Work instruction
The answer must be an exact restatement of all the data.
(Information given)
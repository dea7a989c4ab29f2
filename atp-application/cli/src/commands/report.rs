//! Report 命令处理

use anyhow::{Context, Result};
use colored::Colorize;
use std::path::Path;

use atp_executor::{SuiteReport, TestResult};

use super::output::{print_failures, print_json, print_table, print_yaml};

pub async fn handle(action: crate::ReportAction) -> Result<()> {
    match action {
        crate::ReportAction::Show { file, format } => show_report(&file, &format),
    }
}

/// 报告文件内容: 套件报告或单个应用结果
enum ReportFile {
    Suite(SuiteReport),
    Single(TestResult),
}

fn read_report(path: &Path) -> Result<ReportFile> {
    let content = std::fs::read_to_string(path)
        .with_context(|| format!("读取报告文件失败: {}", path.display()))?;
    let value: serde_json::Value = serde_json::from_str(&content)
        .with_context(|| format!("报告文件不是有效的 JSON: {}", path.display()))?;

    if value.get("suite_name").is_some() {
        let report = serde_json::from_value(value).context("解析套件报告失败")?;
        Ok(ReportFile::Suite(report))
    } else {
        let result = TestResult::from_json(&content).context("解析测试结果失败")?;
        Ok(ReportFile::Single(result))
    }
}

fn show_report(path: &Path, format: &str) -> Result<()> {
    let report = read_report(path)?;

    match (format, &report) {
        ("json", ReportFile::Suite(r)) => print_json(r),
        ("json", ReportFile::Single(r)) => print_json(r),
        ("yaml", ReportFile::Suite(r)) => print_yaml(r),
        ("yaml", ReportFile::Single(r)) => print_yaml(r),
        ("table", ReportFile::Suite(r)) => {
            println!("套件名称: {}", r.suite_name.cyan().bold());
            println!("执行时间: {:.3} s", r.duration);
            println!(
                "结果: {} 通过, {} 失败, 共 {}",
                r.passed.to_string().green(),
                r.failed.to_string().red(),
                r.total
            );
            println!();
            print_table(&r.results);
            print_failures(&r.results);
            Ok(())
        }
        ("table", ReportFile::Single(r)) => {
            show_single(r);
            Ok(())
        }
        (other, _) => anyhow::bail!("不支持的输出格式: {} (可选 table/json/yaml)", other),
    }
}

fn show_single(result: &TestResult) {
    let status = if result.success {
        "PASS".green().bold()
    } else {
        "FAIL".red().bold()
    };

    println!("应用: {} ({})", result.app_name.cyan().bold(), result.app_type);
    println!("结果: {}", status);
    println!(
        "时间: {} → {}",
        result.start_time.format("%Y-%m-%d %H:%M:%S%.3f"),
        result.end_time.format("%Y-%m-%d %H:%M:%S%.3f")
    );
    println!("耗时: {:.3} s", result.duration);
    if let Some(error) = &result.error {
        println!("错误: {}", error.red());
    }

    if !result.metrics.is_empty() {
        println!();
        println!("指标:");
        for (key, value) in &result.metrics {
            println!("  {}: {}", key, value);
        }
    }

    for (title, paths) in [("截图", &result.screenshots), ("录屏", &result.videos)] {
        if paths.is_empty() {
            continue;
        }
        println!();
        println!("{}:", title);
        for path in paths {
            println!("  {}", path.display().to_string().bright_black());
        }
    }
}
(End Information given)
Written solution
repository dea7a989c4ab29f2
filename atp-application/cli/src/commands/report.rs
//! Report 命令处理

use anyhow::{Context, Result};
use colored::Colorize;
use std::path::Path;

use atp_executor::{SuiteReport, TestResult};

use super::output::{print_failures, print_json, print_table, print_yaml};

pub async fn handle(action: crate::ReportAction) -> Result<()> {
    match action {
        crate::ReportAction::Show { file, format } => show_report(&file, &format),
    }
}

/// 报告文件内容: 套件报告或单个应用结果
enum ReportFile {
    Suite(SuiteReport),
    Single(TestResult),
}

fn read_report(path: &Path) -> Result<ReportFile> {
    let content = std::fs::read_to_string(path)
        .with_context(|| format!("读取报告文件失败: {}", path.display()))?;
    let value: serde_json::Value = serde_json::from_str(&content)
        .with_context(|| format!("报告文件不是有效的 JSON: {}", path.display()))?;

    if value.get("suite_name").is_some() {
        let report = serde_json::from_value(value).context("解析套件报告失败")?;
        Ok(ReportFile::Suite(report))
    } else {
        let result = TestResult::from_json(&content).context("解析测试结果失败")?;
        Ok(ReportFile::Single(result))
    }
}

fn show_report(path: &Path, format: &str) -> Result<()> {
    let report = read_report(path)?;

    match (format, &report) {
        ("json", ReportFile::Suite(r)) => print_json(r),
        ("json", ReportFile::Single(r)) => print_json(r),
        ("yaml", ReportFile::Suite(r)) => print_yaml(r),
        ("yaml", ReportFile::Single(r)) => print_yaml(r),
        ("table", ReportFile::Suite(r)) => {
            println!("套件名称: {}", r.suite_name.cyan().bold());
            println!("执行时间: {:.3} s", r.duration);
            println!(
                "结果: {} 通过, {} 失败, 共 {}",
                r.passed.to_string().green(),
                r.failed.to_string().red(),
                r.total
            );
            println!();
            print_table(&r.results);
            print_failures(&r.results);
            Ok(())
        }
        ("table", ReportFile::Single(r)) => {
            show_single(r);
            Ok(())
        }
        (other, _) => anyhow::bail!("不支持的输出格式: {} (可选 table/json/yaml)", other),
    }
}

fn show_single(result: &TestResult) {
    let status = if result.success {
        "PASS".green().bold()
    } else {
        "FAIL".red().bold()
    };

    println!("应用: {} ({})", result.app_name.cyan().bold(), result.app_type);
    println!("结果: {}", status);
    println!(
        "时间: {} → {}",
        result.start_time.format("%Y-%m-%d %H:%M:%S%.3f"),
        result.end_time.format("%Y-%m-%d %H:%M:%S%.3f")
    );
    println!("耗时: {:.3} s", result.duration);
    if let Some(error) = &result.error {
        println!("错误: {}", error.red());
    }

    if !result.metrics.is_empty() {
        println!();
        println!("指标:");
        for (key, value) in &result.metrics {
            println!("  {}: {}", key, value);
        }
    }

    for (title, paths) in [("截图", &result.screenshots), ("录屏", &result.videos)] {
        if paths.is_empty() {
            continue;
        }
        println!();
        println!("{}:", title);
        for path in paths {
            println!("  {}", path.display().to_string().bright_black());
        }
    }
}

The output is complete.